Dataset entries:
#####

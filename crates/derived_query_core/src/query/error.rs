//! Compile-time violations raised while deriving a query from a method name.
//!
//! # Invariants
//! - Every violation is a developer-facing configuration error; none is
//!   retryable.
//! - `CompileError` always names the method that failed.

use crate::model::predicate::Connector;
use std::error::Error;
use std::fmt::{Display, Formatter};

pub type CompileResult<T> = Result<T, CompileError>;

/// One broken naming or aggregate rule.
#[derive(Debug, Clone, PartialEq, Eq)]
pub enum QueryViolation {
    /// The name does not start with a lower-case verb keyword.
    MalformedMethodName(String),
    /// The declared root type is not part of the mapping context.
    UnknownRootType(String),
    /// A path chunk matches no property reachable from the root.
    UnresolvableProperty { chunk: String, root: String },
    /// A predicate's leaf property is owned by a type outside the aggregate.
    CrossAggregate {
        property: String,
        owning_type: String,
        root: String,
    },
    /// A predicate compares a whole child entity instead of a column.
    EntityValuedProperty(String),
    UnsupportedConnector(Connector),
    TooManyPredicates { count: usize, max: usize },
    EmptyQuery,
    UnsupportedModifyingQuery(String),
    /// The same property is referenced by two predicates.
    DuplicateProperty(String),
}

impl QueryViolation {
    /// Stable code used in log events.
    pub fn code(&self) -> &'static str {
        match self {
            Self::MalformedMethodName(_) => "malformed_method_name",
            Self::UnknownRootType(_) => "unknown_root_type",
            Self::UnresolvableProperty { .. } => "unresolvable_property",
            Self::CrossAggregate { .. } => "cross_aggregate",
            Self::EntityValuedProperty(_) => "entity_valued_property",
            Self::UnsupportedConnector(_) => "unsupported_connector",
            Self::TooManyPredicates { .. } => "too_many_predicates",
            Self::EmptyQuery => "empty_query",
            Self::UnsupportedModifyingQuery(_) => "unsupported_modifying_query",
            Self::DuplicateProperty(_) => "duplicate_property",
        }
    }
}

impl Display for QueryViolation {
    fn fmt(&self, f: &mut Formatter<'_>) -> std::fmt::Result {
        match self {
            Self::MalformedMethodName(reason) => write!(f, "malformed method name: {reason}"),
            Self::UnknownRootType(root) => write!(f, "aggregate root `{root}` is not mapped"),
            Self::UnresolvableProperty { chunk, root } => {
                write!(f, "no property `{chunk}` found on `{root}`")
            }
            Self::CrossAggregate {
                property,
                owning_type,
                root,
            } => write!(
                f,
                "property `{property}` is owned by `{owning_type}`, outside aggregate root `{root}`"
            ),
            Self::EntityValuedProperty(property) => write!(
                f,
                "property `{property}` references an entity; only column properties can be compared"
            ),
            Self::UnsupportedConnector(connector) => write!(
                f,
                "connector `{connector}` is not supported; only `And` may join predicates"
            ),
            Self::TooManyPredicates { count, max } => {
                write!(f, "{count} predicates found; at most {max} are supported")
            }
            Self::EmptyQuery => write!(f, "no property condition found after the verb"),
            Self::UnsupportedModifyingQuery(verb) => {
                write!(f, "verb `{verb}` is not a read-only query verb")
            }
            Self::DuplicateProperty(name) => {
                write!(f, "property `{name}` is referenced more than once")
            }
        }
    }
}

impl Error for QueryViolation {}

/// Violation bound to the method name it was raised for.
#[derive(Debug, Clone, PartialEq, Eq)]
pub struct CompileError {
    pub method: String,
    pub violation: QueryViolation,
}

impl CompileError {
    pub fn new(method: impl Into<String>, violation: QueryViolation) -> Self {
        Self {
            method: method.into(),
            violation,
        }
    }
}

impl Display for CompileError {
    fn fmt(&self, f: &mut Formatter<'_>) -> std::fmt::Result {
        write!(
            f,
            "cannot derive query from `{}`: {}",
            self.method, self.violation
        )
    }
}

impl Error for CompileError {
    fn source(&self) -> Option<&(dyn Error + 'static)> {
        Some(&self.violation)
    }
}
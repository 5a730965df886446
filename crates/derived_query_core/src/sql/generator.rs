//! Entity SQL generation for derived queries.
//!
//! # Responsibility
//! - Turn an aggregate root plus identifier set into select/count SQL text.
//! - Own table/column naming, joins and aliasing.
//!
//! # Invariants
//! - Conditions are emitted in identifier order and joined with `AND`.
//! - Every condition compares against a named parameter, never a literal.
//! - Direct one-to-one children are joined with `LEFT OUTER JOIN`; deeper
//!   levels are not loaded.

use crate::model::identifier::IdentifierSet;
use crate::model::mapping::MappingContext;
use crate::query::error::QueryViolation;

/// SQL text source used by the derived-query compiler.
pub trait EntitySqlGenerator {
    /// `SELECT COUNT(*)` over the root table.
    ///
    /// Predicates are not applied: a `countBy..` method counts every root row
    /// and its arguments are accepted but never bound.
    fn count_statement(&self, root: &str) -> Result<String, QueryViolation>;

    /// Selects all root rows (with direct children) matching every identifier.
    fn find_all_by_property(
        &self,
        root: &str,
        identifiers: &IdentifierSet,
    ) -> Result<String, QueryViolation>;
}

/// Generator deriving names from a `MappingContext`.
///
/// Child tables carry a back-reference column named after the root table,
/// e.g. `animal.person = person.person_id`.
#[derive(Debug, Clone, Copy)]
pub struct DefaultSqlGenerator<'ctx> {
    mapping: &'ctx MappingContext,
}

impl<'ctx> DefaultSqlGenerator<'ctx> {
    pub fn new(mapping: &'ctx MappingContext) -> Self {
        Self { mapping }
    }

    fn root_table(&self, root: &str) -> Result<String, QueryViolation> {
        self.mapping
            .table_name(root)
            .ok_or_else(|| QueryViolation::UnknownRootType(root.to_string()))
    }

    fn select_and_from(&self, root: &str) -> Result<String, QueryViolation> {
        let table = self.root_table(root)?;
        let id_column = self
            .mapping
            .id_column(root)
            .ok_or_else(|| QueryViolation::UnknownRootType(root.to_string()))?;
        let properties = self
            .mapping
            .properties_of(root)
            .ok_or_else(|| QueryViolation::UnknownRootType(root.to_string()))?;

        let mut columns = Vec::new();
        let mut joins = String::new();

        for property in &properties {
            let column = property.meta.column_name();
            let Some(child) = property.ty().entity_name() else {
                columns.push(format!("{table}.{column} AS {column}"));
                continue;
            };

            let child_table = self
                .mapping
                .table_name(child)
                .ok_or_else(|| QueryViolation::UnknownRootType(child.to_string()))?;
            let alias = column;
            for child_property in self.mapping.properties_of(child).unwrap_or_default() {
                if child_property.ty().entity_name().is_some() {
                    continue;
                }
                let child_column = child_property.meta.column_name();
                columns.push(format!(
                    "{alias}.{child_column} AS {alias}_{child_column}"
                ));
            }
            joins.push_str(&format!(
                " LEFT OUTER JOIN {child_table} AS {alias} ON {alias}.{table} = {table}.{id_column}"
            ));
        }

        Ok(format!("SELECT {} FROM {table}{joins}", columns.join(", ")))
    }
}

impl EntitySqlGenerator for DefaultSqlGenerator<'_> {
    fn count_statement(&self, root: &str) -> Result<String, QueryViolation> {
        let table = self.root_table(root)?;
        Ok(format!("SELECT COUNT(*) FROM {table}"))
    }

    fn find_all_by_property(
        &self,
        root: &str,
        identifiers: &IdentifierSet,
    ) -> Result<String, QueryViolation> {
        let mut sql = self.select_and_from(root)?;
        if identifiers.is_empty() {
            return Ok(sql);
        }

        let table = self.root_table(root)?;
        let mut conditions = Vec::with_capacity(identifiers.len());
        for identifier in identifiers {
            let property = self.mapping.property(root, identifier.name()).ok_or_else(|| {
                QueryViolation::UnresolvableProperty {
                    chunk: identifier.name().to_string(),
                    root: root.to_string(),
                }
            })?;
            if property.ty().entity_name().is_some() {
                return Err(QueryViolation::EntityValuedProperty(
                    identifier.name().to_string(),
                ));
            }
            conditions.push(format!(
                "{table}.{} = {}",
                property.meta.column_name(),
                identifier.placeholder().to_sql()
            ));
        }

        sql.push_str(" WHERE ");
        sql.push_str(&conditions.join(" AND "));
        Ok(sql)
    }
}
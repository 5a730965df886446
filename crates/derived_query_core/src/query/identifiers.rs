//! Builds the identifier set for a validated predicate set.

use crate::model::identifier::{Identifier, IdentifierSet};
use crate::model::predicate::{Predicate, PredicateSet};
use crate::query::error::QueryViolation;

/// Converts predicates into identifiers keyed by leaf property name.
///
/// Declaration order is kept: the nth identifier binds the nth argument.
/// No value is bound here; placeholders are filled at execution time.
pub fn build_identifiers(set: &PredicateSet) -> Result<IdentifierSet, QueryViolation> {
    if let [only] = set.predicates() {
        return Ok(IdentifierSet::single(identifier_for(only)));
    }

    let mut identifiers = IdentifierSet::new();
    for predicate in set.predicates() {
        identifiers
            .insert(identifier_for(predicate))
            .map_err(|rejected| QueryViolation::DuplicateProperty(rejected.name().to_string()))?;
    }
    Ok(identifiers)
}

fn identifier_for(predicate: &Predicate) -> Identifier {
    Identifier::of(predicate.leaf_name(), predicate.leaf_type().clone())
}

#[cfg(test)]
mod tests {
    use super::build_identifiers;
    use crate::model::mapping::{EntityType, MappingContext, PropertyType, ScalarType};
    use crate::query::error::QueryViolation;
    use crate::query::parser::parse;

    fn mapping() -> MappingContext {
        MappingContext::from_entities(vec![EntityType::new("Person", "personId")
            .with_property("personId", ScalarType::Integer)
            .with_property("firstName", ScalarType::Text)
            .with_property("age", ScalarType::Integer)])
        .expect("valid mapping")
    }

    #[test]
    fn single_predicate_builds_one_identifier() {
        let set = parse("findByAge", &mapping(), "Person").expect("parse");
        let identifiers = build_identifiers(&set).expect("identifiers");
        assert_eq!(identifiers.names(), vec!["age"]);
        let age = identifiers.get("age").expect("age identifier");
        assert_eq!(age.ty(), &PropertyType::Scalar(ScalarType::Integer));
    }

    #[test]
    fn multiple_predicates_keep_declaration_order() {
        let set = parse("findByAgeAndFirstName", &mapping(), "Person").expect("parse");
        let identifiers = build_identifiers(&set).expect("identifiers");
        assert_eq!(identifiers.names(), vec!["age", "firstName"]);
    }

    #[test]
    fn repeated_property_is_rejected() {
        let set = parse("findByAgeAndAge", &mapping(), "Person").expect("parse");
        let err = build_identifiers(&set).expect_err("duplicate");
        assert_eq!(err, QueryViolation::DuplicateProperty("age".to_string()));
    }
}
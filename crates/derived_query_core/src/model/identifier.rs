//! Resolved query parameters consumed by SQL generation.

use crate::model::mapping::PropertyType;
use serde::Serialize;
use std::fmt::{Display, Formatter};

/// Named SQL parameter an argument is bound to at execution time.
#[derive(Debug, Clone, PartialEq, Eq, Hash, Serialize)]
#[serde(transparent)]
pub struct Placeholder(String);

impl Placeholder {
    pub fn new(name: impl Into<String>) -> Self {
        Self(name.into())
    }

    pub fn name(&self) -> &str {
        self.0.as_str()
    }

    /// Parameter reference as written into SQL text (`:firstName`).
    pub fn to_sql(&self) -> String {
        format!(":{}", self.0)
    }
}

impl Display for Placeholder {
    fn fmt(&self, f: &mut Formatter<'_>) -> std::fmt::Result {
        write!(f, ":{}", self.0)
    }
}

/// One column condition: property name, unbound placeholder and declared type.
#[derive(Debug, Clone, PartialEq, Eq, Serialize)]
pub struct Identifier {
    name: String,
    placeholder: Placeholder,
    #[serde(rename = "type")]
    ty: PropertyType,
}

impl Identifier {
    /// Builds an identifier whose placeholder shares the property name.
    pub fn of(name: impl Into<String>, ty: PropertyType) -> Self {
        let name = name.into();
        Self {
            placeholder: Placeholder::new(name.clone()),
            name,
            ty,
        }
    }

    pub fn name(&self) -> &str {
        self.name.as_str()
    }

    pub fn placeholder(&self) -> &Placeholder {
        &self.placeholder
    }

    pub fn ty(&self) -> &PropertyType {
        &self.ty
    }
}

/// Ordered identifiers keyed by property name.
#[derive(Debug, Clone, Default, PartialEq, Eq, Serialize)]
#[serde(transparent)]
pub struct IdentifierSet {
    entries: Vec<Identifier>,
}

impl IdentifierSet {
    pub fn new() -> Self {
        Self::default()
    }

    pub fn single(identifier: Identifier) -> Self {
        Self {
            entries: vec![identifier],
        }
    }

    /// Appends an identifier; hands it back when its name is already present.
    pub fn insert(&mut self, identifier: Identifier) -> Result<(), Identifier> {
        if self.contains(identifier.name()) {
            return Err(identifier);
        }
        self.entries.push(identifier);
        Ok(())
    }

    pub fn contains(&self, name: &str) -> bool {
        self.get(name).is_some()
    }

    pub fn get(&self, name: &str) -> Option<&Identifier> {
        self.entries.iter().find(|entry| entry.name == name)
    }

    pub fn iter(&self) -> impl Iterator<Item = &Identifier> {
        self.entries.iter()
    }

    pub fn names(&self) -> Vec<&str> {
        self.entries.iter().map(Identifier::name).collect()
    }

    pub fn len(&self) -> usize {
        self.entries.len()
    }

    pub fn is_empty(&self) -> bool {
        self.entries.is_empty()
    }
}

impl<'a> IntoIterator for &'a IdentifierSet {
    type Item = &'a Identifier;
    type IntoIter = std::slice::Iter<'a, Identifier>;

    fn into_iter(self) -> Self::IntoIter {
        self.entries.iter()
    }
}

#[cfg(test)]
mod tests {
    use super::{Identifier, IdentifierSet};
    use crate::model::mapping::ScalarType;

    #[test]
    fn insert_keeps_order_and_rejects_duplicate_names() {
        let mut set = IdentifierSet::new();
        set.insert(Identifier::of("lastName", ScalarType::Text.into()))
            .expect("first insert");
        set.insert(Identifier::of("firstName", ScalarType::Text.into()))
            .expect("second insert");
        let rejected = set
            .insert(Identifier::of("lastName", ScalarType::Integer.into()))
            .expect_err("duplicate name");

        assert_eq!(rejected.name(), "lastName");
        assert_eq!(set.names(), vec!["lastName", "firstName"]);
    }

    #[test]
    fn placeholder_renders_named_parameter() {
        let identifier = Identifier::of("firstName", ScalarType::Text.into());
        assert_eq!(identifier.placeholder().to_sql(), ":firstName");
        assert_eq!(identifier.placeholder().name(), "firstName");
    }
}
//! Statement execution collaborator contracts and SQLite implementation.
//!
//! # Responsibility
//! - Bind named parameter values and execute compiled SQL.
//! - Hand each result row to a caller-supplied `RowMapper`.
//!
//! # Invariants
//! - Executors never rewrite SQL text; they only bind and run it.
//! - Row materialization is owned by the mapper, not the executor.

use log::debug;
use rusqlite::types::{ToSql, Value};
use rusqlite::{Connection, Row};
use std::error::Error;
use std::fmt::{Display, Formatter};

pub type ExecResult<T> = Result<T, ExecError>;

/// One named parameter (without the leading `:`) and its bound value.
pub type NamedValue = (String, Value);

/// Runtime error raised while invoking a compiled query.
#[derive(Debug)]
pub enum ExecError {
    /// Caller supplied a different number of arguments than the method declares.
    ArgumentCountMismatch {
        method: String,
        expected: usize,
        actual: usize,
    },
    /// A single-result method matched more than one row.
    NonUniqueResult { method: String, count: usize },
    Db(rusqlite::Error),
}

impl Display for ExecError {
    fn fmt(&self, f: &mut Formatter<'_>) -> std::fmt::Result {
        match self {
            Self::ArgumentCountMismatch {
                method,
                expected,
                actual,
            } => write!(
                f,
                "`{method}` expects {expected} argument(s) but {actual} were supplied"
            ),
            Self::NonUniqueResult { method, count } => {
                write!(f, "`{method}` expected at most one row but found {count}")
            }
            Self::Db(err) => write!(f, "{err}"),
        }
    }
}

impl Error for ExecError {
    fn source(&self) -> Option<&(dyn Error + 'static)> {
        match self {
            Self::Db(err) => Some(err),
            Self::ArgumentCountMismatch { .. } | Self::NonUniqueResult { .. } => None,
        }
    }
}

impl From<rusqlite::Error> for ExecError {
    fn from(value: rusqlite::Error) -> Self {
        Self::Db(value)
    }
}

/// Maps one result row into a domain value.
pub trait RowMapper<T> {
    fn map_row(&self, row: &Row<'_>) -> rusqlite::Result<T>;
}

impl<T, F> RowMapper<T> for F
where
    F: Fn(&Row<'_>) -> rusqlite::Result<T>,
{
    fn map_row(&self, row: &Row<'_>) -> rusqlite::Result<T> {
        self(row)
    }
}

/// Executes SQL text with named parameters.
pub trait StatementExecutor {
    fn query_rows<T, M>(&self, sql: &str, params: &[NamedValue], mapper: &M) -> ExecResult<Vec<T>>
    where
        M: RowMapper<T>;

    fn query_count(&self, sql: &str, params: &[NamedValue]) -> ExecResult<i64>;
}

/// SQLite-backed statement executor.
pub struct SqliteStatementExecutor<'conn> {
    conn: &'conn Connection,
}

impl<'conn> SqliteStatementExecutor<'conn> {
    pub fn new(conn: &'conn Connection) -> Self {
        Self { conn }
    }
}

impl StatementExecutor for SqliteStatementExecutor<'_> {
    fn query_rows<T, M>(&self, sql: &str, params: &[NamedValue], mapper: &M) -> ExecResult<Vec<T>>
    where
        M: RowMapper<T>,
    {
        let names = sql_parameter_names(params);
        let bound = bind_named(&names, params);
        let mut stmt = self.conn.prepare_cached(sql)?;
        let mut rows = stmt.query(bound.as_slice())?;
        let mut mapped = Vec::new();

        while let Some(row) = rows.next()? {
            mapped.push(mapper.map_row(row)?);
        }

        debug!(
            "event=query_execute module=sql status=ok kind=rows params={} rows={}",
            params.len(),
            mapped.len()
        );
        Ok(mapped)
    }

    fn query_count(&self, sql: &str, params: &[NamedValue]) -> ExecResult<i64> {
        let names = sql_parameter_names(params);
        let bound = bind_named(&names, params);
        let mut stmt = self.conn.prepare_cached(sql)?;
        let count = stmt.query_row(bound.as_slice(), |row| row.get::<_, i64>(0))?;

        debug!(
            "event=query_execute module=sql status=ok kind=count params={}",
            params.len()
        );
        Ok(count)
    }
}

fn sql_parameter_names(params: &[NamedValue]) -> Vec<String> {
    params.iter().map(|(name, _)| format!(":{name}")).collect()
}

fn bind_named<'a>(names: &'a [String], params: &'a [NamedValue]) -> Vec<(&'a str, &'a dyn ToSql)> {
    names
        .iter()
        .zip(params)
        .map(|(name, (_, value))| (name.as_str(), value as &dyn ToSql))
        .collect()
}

#####

## The task
Please report the number of lines in the data that include the word "OUTER", and add no other text.

## Answer to the exercise
2